**** Data to examine

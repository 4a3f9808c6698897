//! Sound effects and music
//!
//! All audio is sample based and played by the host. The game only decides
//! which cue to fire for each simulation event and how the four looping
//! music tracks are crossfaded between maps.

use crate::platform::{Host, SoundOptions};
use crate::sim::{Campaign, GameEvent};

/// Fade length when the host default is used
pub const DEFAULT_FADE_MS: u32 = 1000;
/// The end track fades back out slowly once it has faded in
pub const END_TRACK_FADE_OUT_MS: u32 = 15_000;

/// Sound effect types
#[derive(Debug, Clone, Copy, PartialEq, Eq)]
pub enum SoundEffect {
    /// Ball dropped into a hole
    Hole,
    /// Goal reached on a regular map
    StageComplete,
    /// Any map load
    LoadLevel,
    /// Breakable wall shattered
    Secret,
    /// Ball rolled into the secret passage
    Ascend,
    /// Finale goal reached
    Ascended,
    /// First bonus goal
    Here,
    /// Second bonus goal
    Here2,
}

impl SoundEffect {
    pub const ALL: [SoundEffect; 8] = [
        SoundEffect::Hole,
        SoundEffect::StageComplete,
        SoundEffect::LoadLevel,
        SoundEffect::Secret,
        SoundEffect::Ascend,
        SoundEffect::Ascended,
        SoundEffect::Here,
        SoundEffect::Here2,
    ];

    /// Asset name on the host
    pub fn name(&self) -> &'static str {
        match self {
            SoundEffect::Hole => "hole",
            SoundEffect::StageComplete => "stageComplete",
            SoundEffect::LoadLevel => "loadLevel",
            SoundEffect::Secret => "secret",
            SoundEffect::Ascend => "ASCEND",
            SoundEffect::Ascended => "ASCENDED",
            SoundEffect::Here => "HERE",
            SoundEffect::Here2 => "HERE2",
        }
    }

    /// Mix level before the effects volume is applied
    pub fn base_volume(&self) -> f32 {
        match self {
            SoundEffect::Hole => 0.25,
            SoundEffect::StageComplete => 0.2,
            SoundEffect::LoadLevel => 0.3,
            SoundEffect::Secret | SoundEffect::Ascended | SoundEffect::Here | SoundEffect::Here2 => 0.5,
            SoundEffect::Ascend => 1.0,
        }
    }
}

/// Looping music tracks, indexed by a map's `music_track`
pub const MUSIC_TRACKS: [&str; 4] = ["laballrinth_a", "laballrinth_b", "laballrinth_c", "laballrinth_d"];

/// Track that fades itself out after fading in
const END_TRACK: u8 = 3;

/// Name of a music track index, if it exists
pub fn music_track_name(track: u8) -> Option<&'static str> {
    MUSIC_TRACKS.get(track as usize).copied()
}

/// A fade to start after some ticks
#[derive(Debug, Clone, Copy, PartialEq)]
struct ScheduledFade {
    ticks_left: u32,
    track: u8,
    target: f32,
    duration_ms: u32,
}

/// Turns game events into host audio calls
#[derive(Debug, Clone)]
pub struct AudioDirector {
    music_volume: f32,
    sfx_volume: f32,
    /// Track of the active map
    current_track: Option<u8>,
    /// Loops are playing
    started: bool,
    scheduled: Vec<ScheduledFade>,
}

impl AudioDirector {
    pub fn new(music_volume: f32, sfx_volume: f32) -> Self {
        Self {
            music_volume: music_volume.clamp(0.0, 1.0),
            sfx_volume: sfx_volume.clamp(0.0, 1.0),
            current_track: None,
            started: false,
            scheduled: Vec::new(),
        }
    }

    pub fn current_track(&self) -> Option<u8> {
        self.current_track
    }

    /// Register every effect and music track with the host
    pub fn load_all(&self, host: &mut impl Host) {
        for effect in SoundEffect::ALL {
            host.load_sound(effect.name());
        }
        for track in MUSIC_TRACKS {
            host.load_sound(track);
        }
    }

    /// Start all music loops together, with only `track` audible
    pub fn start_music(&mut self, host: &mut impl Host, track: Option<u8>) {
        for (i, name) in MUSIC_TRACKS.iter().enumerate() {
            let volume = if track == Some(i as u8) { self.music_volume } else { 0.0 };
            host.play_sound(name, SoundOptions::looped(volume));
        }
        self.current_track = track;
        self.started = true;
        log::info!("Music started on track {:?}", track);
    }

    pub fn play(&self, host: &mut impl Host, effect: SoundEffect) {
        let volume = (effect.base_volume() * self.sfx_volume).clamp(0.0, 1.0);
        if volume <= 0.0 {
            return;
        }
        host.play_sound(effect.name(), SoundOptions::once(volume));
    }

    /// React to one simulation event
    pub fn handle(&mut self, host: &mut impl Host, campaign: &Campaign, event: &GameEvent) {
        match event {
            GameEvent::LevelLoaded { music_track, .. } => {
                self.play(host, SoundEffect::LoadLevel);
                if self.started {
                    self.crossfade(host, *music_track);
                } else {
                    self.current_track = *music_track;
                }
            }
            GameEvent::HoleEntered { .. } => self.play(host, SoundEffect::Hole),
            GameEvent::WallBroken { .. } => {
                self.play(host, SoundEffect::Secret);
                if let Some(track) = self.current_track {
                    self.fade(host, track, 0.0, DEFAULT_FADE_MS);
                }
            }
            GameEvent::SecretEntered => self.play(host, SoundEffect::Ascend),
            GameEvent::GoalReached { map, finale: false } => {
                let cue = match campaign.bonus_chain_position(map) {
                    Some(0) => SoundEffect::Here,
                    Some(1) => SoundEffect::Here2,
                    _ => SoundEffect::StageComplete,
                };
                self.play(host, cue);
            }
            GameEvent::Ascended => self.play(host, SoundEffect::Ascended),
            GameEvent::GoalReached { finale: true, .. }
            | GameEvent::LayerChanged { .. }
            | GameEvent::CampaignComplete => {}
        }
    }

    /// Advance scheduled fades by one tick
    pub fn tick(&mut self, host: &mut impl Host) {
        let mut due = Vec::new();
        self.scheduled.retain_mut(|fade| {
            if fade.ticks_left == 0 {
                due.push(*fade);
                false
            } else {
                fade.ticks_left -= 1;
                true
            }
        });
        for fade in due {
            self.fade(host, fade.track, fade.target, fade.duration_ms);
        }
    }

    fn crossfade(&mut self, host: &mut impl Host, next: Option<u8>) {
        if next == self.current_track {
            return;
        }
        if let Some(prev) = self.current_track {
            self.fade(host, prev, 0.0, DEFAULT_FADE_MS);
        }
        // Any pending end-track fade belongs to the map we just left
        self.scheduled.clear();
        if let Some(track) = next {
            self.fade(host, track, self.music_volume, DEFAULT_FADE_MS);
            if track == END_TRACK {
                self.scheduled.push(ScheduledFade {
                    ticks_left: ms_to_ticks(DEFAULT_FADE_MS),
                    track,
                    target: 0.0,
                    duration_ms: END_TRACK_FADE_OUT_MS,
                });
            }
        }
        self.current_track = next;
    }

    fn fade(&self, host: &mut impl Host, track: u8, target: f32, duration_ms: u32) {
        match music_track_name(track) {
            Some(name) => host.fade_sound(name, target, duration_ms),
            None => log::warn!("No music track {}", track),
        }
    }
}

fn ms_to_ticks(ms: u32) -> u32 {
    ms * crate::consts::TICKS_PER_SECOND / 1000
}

********

§ What you should do
Your answer should be only the number of lines in the entries above that hold the string "GoalReached".

§ Finished task
2